La inflación que no cuentan: subidas de impuestos, calidad menguante y 'optimización de la compra'
¿Cuánto ha subido realmente tu cesta de la compra si sumas los nuevos impuestos, las tasas y la calidad que se reduce? El último año ha traído una cascada de medidas que, según los análisis más críticos, han encarecido todo entre un 20 y un 25% solo en tasas directas: la llamada 'tasa AliExpress' que golpea al comercio online, la tasa de envases que promete una devolución tras colas interminables, y el 20% adicional sobre la hostelería. Todo ello mientras el IPC oficial sigue maquillado.
Las tres patas de la subida encubierta
La primera es la tasa a las plataformas de venta online, que encarece cualquier producto importado -desde electrónica hasta ropa- hasta en un 25%. La segunda, la tasa de envases: pagas un 20% más por cada botella o lata, pero el Estado 'te lo devuelve' si pasas una hora haciendo cola en puntos limpios que parecen diseñados para desincentivar la devolución. La tercera, el incremento del IVA o impuestos directos a la hostelería, que ya suma otro 20% y que, por el efecto arrastre, también encarece el comercio minorista.
Pero no solo suben los precios: la calidad se desploma. La 'reduflación' -mantener el precio reduciendo cantidad o calidad- campa a sus anchas: carne y verduras de peor calidad, ropa que se rompe a la primera, envases más cutres, tapones que no se desprenden. Todo mientras los salarios públicos se disparan año tras año, aumentando la brecha con el sector privado.
Los que defienden el 'ponte a producir'
Frente al diagnóstico de una inflación orquestada desde Bruselas, hay quien sostiene que el problema es de actitud: 'ponte a producir y deja de quejarte'. Según esta corriente, la solución pasa por trabajar más y consumir menos, no por denunciar una supuesta conspiración.
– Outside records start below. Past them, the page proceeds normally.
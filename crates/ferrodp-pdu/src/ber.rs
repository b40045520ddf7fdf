//! ASN.1 Basic Encoding Rules primitives, used by the MCS Connect-Initial and
//! Connect-Response envelopes.

#![allow(dead_code)]

use ferrodp_core::{cast_length, ensure_size, invalid_field_err, DecodeResult, EncodeResult, ReadCursor, WriteCursor};

const CTX: &str = "BER";

#[repr(u8)]
pub(crate) enum Pc {
    Primitive = 0x00,
    Construct = 0x20,
}

#[repr(u8)]
enum Class {
    Universal = 0x00,
    Application = 0x40,
    ContextSpecific = 0x80,
    Private = 0xC0,
}

#[repr(u8)]
enum Tag {
    Boolean = 0x01,
    Integer = 0x02,
    OctetString = 0x04,
    Enumerated = 0x0A,
    Sequence = 0x10,
}

const TAG_MASK: u8 = 0x1F;

pub(crate) const SIZEOF_ENUMERATED: usize = 3;
pub(crate) const SIZEOF_BOOL: usize = 3;

pub(crate) fn sizeof_application_tag(tagnum: u8, length: u16) -> usize {
    let tag_len = if tagnum > 0x1E { 2 } else { 1 };

    sizeof_length(length) + tag_len
}

pub(crate) fn sizeof_sequence_tag(length: u16) -> usize {
    1 + sizeof_length(length)
}

pub(crate) fn sizeof_octet_string(length: u16) -> usize {
    1 + sizeof_length(length) + usize::from(length)
}

pub(crate) fn sizeof_integer(value: u32) -> usize {
    if value < 0x0000_0080 {
        3
    } else if value < 0x0000_8000 {
        4
    } else if value < 0x0080_0000 {
        5
    } else {
        6
    }
}

pub(crate) fn write_sequence_tag(dst: &mut WriteCursor<'_>, length: u16) -> EncodeResult<usize> {
    write_universal_tag(dst, Tag::Sequence, Pc::Construct)?;

    write_length(dst, length).map(|length| length + 1)
}

pub(crate) fn read_sequence_tag(src: &mut ReadCursor<'_>) -> DecodeResult<u16> {
    ensure_size!(ctx: CTX, in: src, size: 1);
    let identifier = src.read_u8();

    if identifier != Class::Universal as u8 | Pc::Construct as u8 | (TAG_MASK & Tag::Sequence as u8) {
        Err(invalid_field_err(CTX, "identifier", "invalid sequence tag identifier"))
    } else {
        read_length(src)
    }
}

pub(crate) fn write_application_tag(dst: &mut WriteCursor<'_>, tagnum: u8, length: u16) -> EncodeResult<usize> {
    ensure_size!(ctx: CTX, in: dst, size: sizeof_application_tag(tagnum, length));

    let taglen = if tagnum > 0x1E {
        dst.write_u8(Class::Application as u8 | Pc::Construct as u8 | TAG_MASK);
        dst.write_u8(tagnum);
        2
    } else {
        dst.write_u8(Class::Application as u8 | Pc::Construct as u8 | (TAG_MASK & tagnum));
        1
    };

    write_length(dst, length).map(|length| length + taglen)
}

pub(crate) fn read_application_tag(src: &mut ReadCursor<'_>, tagnum: u8) -> DecodeResult<u16> {
    ensure_size!(ctx: CTX, in: src, size: 1);
    let identifier = src.read_u8();

    if tagnum > 0x1E {
        if identifier != Class::Application as u8 | Pc::Construct as u8 | TAG_MASK {
            return Err(invalid_field_err(CTX, "identifier", "invalid application tag identifier"));
        }
        ensure_size!(ctx: CTX, in: src, size: 1);
        if src.read_u8() != tagnum {
            return Err(invalid_field_err(CTX, "tagnum", "invalid application tag number"));
        }
    } else if identifier != Class::Application as u8 | Pc::Construct as u8 | (TAG_MASK & tagnum) {
        return Err(invalid_field_err(CTX, "identifier", "invalid application tag identifier"));
    }

    read_length(src)
}

pub(crate) fn write_enumerated(dst: &mut WriteCursor<'_>, enumerated: u8) -> EncodeResult<usize> {
    let mut size = 0;
    size += write_universal_tag(dst, Tag::Enumerated, Pc::Primitive)?;
    size += write_length(dst, 1)?;
    ensure_size!(ctx: CTX, in: dst, size: 1);
    dst.write_u8(enumerated);
    size += 1;

    Ok(size)
}

pub(crate) fn read_enumerated(src: &mut ReadCursor<'_>, count: u8) -> DecodeResult<u8> {
    read_universal_tag(src, Tag::Enumerated, Pc::Primitive)?;

    let length = read_length(src)?;
    if length != 1 {
        return Err(invalid_field_err(CTX, "len", "invalid enumerated length"));
    }

    ensure_size!(ctx: CTX, in: src, size: 1);
    let enumerated = src.read_u8();
    if enumerated == u8::MAX || enumerated + 1 > count {
        return Err(invalid_field_err(CTX, "enumerated", "invalid enumerated value"));
    }

    Ok(enumerated)
}

pub(crate) fn write_integer(dst: &mut WriteCursor<'_>, value: u32) -> EncodeResult<usize> {
    write_universal_tag(dst, Tag::Integer, Pc::Primitive)?;

    if value < 0x0000_0080 {
        write_length(dst, 1)?;
        ensure_size!(ctx: CTX, in: dst, size: 1);
        dst.write_u8(value as u8);

        Ok(3)
    } else if value < 0x0000_8000 {
        write_length(dst, 2)?;
        ensure_size!(ctx: CTX, in: dst, size: 2);
        dst.write_u16_be(value as u16);

        Ok(4)
    } else if value < 0x0080_0000 {
        write_length(dst, 3)?;
        ensure_size!(ctx: CTX, in: dst, size: 3);
        dst.write_u8((value >> 16) as u8);
        dst.write_u16_be((value & 0xFFFF) as u16);

        Ok(5)
    } else {
        write_length(dst, 4)?;
        ensure_size!(ctx: CTX, in: dst, size: 4);
        dst.write_u32_be(value);

        Ok(6)
    }
}

pub(crate) fn read_integer(src: &mut ReadCursor<'_>) -> DecodeResult<u64> {
    read_universal_tag(src, Tag::Integer, Pc::Primitive)?;
    let length = read_length(src)?;

    match length {
        1 => {
            ensure_size!(ctx: CTX, in: src, size: 1);
            Ok(u64::from(src.read_u8()))
        }
        2 => {
            ensure_size!(ctx: CTX, in: src, size: 2);
            Ok(u64::from(src.read_u16_be()))
        }
        3 => {
            ensure_size!(ctx: CTX, in: src, size: 3);
            let a = src.read_u8();
            let b = src.read_u16_be();

            Ok(u64::from(b) + (u64::from(a) << 16))
        }
        4 => {
            ensure_size!(ctx: CTX, in: src, size: 4);
            Ok(u64::from(src.read_u32_be()))
        }
        _ => Err(invalid_field_err(CTX, "len", "invalid integer length")),
    }
}

pub(crate) fn write_bool(dst: &mut WriteCursor<'_>, value: bool) -> EncodeResult<usize> {
    let mut size = 0;
    size += write_universal_tag(dst, Tag::Boolean, Pc::Primitive)?;
    size += write_length(dst, 1)?;

    ensure_size!(ctx: CTX, in: dst, size: 1);
    dst.write_u8(if value { 0xFF } else { 0x00 });
    size += 1;

    Ok(size)
}

pub(crate) fn read_bool(src: &mut ReadCursor<'_>) -> DecodeResult<bool> {
    read_universal_tag(src, Tag::Boolean, Pc::Primitive)?;
    let length = read_length(src)?;

    if length != 1 {
        return Err(invalid_field_err(CTX, "len", "invalid boolean length"));
    }

    ensure_size!(ctx: CTX, in: src, size: 1);
    Ok(src.read_u8() != 0)
}

pub(crate) fn write_octet_string(dst: &mut WriteCursor<'_>, value: &[u8]) -> EncodeResult<usize> {
    let tag_size = write_octet_string_tag(dst, cast_length!(CTX, "len", value.len())?)?;
    ensure_size!(ctx: CTX, in: dst, size: value.len());
    dst.write_slice(value);
    Ok(tag_size + value.len())
}

pub(crate) fn write_octet_string_tag(dst: &mut WriteCursor<'_>, length: u16) -> EncodeResult<usize> {
    write_universal_tag(dst, Tag::OctetString, Pc::Primitive)?;
    write_length(dst, length).map(|length| length + 1)
}

pub(crate) fn read_octet_string(src: &mut ReadCursor<'_>) -> DecodeResult<Vec<u8>> {
    let length = usize::from(read_octet_string_tag(src)?);

    ensure_size!(ctx: CTX, in: src, size: length);
    let buffer = src.read_slice(length);

    Ok(buffer.into())
}

pub(crate) fn read_octet_string_tag(src: &mut ReadCursor<'_>) -> DecodeResult<u16> {
    read_universal_tag(src, Tag::OctetString, Pc::Primitive)?;
    read_length(src)
}

fn write_universal_tag(dst: &mut WriteCursor<'_>, tag: Tag, pc: Pc) -> EncodeResult<usize> {
    ensure_size!(ctx: CTX, in: dst, size: 1);

    let identifier = Class::Universal as u8 | pc as u8 | (TAG_MASK & tag as u8);
    dst.write_u8(identifier);

    Ok(1)
}

fn read_universal_tag(src: &mut ReadCursor<'_>, tag: Tag, pc: Pc) -> DecodeResult<()> {
    ensure_size!(ctx: CTX, in: src, size: 1);

    let identifier = src.read_u8();

    if identifier != Class::Universal as u8 | pc as u8 | (TAG_MASK & tag as u8) {
        Err(invalid_field_err(CTX, "identifier", "invalid universal tag identifier"))
    } else {
        Ok(())
    }
}

fn write_length(dst: &mut WriteCursor<'_>, length: u16) -> EncodeResult<usize> {
    ensure_size!(ctx: CTX, in: dst, size: sizeof_length(length));

    if length > 0xFF {
        dst.write_u8(0x80 ^ 0x2);
        dst.write_u16_be(length);

        Ok(3)
    } else if length > 0x7F {
        dst.write_u8(0x80 ^ 0x1);
        dst.write_u8(length as u8);

        Ok(2)
    } else {
        dst.write_u8(length as u8);

        Ok(1)
    }
}

fn read_length(src: &mut ReadCursor<'_>) -> DecodeResult<u16> {
    ensure_size!(ctx: CTX, in: src, size: 1);
    let byte = src.read_u8();

    if byte & 0x80 != 0 {
        let len = byte & !0x80;

        if len == 1 {
            ensure_size!(ctx: CTX, in: src, size: 1);
            Ok(u16::from(src.read_u8()))
        } else if len == 2 {
            ensure_size!(ctx: CTX, in: src, size: 2);
            Ok(src.read_u16_be())
        } else {
            Err(invalid_field_err(CTX, "len", "invalid length of the length"))
        }
    } else {
        Ok(u16::from(byte))
    }
}

fn sizeof_length(length: u16) -> usize {
    if length > 0xff {
        3
    } else if length > 0x7f {
        2
    } else {
        1
    }
}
Pero incluso los más críticos admiten que el BCE y las políticas europeas están jugando un papel clave en la erosión del poder adquisitivo.
El Mundial como espejo
Un dato ilustra la magnitud del problema: las entradas para la final del Mundial de fútbol -que España ganó- oscilaron entre 3.650 y 9.600 euros para el público general. Un precio que para un ciudadano con salario medio español es inalcanzable, pero que refleja hasta qué punto la inflación real se ha comido los sueldos. Mientras algunos celebran el título, otros se preguntan si el confeti no es más que un analgésico para la cartera.